Search the data below for the string "ticker" and copy all lines where it shows up.

Source data =>
↓

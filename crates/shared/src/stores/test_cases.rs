//! Test case store

use anyhow::{Context, Result};
use uuid::Uuid;

use crate::models::TestCase;
use crate::DbPool;

/// The identity under which a test is tracked over time
#[derive(Debug, Clone, PartialEq, Eq, Hash)]
pub struct TestCaseKey {
    pub suite: String,
    pub class_name: Option<String>,
    pub name: String,
}

pub struct TestCaseStore;

impl TestCaseStore {
    /// Get-or-create a test case by its identity.
    ///
    /// The unique index treats NULL class names as equal, so repeated
    /// ingestion of a class-less suite resolves to one row. An apparent
    /// rename simply creates a new identity.
    pub async fn upsert(
        pool: &DbPool,
        repo_id: &str,
        key: &TestCaseKey,
        file: Option<&str>,
    ) -> Result<TestCase> {
        let test = sqlx::query_as::<_, TestCase>(
            r#"
            INSERT INTO test_cases (id, repo_id, suite, class_name, name, file, owner_team, created_at)
            VALUES ($1, $2, $3, $4, $5, $6, NULL, $7)
            ON CONFLICT (repo_id, suite, COALESCE(class_name, ''), name) DO UPDATE SET
                file = COALESCE(EXCLUDED.file, test_cases.file)
            RETURNING *
            "#,
        )
        .bind(Uuid::new_v4().to_string())
        .bind(repo_id)
        .bind(&key.suite)
        .bind(&key.class_name)
        .bind(&key.name)
        .bind(file)
        .bind(chrono::Utc::now())
        .fetch_one(pool)
        .await
        .context("Failed to upsert test case")?;

        Ok(test)
    }

    /// Find test case by ID
    pub async fn find_by_id(pool: &DbPool, test_id: &str) -> Result<Option<TestCase>> {
        let test = sqlx::query_as::<_, TestCase>(
            r#"
            SELECT * FROM test_cases
            WHERE id = $1
            "#,
        )
        .bind(test_id)
        .fetch_optional(pool)
        .await
        .context("Failed to find test case by ID")?;

        Ok(test)
    }
}
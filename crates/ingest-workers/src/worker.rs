//! Worker pool loop
//!
//! Each queue binds a pool of identical workers. A worker pulls a job,
//! marks it active in the durable record, runs its processor under the
//! wall-clock budget while a heartbeat task keeps the stalled reclaimer at
//! bay, then settles the job: completed, delayed for retry, or terminally
//! failed once the attempt budget is spent.

use std::sync::Arc;
use std::time::Instant;

use redis::aio::ConnectionManager;
use tokio_util::sync::CancellationToken;

use shared::queue::{record_outcome, JobConsumer, JobEnvelope, RedisJobConsumer};
use shared::stores::QueueJobStore;
use shared::Error;

use crate::context::WorkerContext;
use crate::processors;

/// How long a worker blocks waiting for a job before re-checking shutdown
const POLL_TIMEOUT_SECS: u64 = 5;

/// Heartbeat cadence while a job is active
const HEARTBEAT_SECS: u64 = 30;

/// Spawn `concurrency` workers for one queue; resolves when all exit
pub async fn run_pool(
    ctx: Arc<WorkerContext>,
    redis: ConnectionManager,
    queue_name: &'static str,
    concurrency: usize,
    shutdown: CancellationToken,
) {
    let mut handles = Vec::new();
    for worker_index in 0..concurrency.max(1) {
        let ctx = ctx.clone();
        let consumer = RedisJobConsumer::new(redis.clone(), queue_name);
        let shutdown = shutdown.clone();
        handles.push(tokio::spawn(async move {
            worker_loop(ctx, consumer, queue_name, worker_index, shutdown).await;
        }));
    }

    for handle in handles {
        if let Err(e) = handle.await {
            tracing::error!(queue = queue_name, error = %e, "Worker task panicked");
        }
    }
}

async fn worker_loop(
    ctx: Arc<WorkerContext>,
    consumer: RedisJobConsumer,
    queue_name: &'static str,
    worker_index: usize,
    shutdown: CancellationToken,
) {
    tracing::info!(queue = queue_name, worker = worker_index, "Worker started");

    loop {
        let job = tokio::select! {
            _ = shutdown.cancelled() => break,
            job = consumer.next_job(POLL_TIMEOUT_SECS) => job,
        };

        match job {
            Ok(Some(envelope)) => {
                run_job(&ctx, envelope, &shutdown).await;
            }
            Ok(None) => {} // poll timeout, loop for shutdown check
            Err(e) => {
                tracing::error!(queue = queue_name, error = %e, "Queue pull failed");
                tokio::time::sleep(std::time::Duration::from_secs(1)).await;
            }
        }
    }

    tracing::info!(queue = queue_name, worker = worker_index, "Worker stopped");
}

async fn run_job(ctx: &Arc<WorkerContext>, mut envelope: JobEnvelope, shutdown: &CancellationToken) {
    envelope.attempts_made += 1;
    let started = Instant::now();

    if let Err(e) =
        QueueJobStore::mark_active(&ctx.pool, &envelope.id, envelope.attempts_made as i32).await
    {
        tracing::error!(job_id = %envelope.id, error = %e, "Failed to mark job active");
    }

    // heartbeat keeps the stalled reclaimer from stealing a live job
    let heartbeat = tokio::spawn({
        let pool = ctx.pool.clone();
        let job_id = envelope.id.clone();
        async move {
            let mut ticker =
                tokio::time::interval(std::time::Duration::from_secs(HEARTBEAT_SECS));
            ticker.tick().await; // immediate first tick
            loop {
                ticker.tick().await;
                if let Err(e) = QueueJobStore::heartbeat(&pool, &job_id).await {
                    tracing::debug!(job_id = %job_id, error = %e, "Heartbeat failed");
                }
            }
        }
    });

    let budget = ctx.config.timeouts.job();
    let outcome = tokio::select! {
        result = tokio::time::timeout(budget, processors::dispatch(ctx, &envelope)) => {
            match result {
                Ok(result) => result,
                Err(_) => Err(Error::network(format!(
                    "job exceeded its {}s budget",
                    budget.as_secs()
                ))),
            }
        }
        _ = shutdown.cancelled() => {
            // shutdown mid-job: fail retryable so another worker resumes it
            Err(Error::queue("worker shut down mid-job"))
        }
    };

    heartbeat.abort();

    let duration = started.elapsed();
    match outcome {
        Ok(return_value) => {
            if let Err(e) =
                QueueJobStore::complete(&ctx.pool, &envelope.id, Some(&return_value)).await
            {
                tracing::error!(job_id = %envelope.id, error = %e, "Failed to record completion");
            }
            let _ = record_outcome(ctx.queue_conn(), &envelope.queue, &envelope.id, false).await;
            metrics::counter!(
                "queue_jobs_total",
                "queue" => envelope.queue.clone(),
                "status" => "completed"
            )
            .increment(1);
            metrics::histogram!("queue_job_duration_seconds", "queue" => envelope.queue.clone())
                .record(duration.as_secs_f64());
            tracing::info!(
                job_id = %envelope.id,
                queue = %envelope.queue,
                duration_ms = duration.as_millis() as u64,
                "Job completed"
            );
        }
        Err(e) => settle_failure(ctx, envelope, e).await,
    }
}

async fn settle_failure(ctx: &Arc<WorkerContext>, envelope: JobEnvelope, error: Error) {
    let retry = error.is_retryable() && envelope.has_attempts_left();

    if retry {
        let delay = envelope.retry_delay();
        let scheduled_at = chrono::Utc::now()
            + chrono::Duration::from_std(delay).unwrap_or_else(|_| chrono::Duration::seconds(5));

        if let Err(store_err) =
            QueueJobStore::fail_retryable(&ctx.pool, &envelope.id, &error.to_string(), scheduled_at)
                .await
        {
            tracing::error!(job_id = %envelope.id, error = %store_err, "Failed to record retry");
        }
        if let Err(requeue_err) = ctx.queue.requeue(&envelope, delay).await {
            tracing::error!(job_id = %envelope.id, error = %requeue_err, "Failed to requeue job");
        }

        metrics::counter!(
            "queue_jobs_total",
            "queue" => envelope.queue.clone(),
            "status" => "retried"
        )
        .increment(1);
        tracing::warn!(
            job_id = %envelope.id,
            attempt = envelope.attempts_made,
            max_attempts = envelope.max_attempts,
            delay_secs = delay.as_secs(),
            error = %error,
            "Job failed, retrying"
        );
    } else {
        if let Err(store_err) =
            QueueJobStore::fail_terminal(&ctx.pool, &envelope.id, &error.to_string()).await
        {
            tracing::error!(job_id = %envelope.id, error = %store_err, "Failed to record failure");
        }
        let _ = record_outcome(ctx.queue_conn(), &envelope.queue, &envelope.id, true).await;

        metrics::counter!(
            "queue_jobs_total",
            "queue" => envelope.queue.clone(),
            "status" => "failed"
        )
        .increment(1);
        tracing::error!(
            job_id = %envelope.id,
            attempts = envelope.attempts_made,
            error = %error,
            "Job terminally failed"
        );
    }
}

impl WorkerContext {
    /// The Redis connection backing the queue, for bookkeeping writes
    pub fn queue_conn(&self) -> &ConnectionManager {
        self.queue.connection()
    }
}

↑

RESPONSE TO THE EXERCISE =>
            let mut ticker =
            ticker.tick().await; // immediate first tick
                ticker.tick().await;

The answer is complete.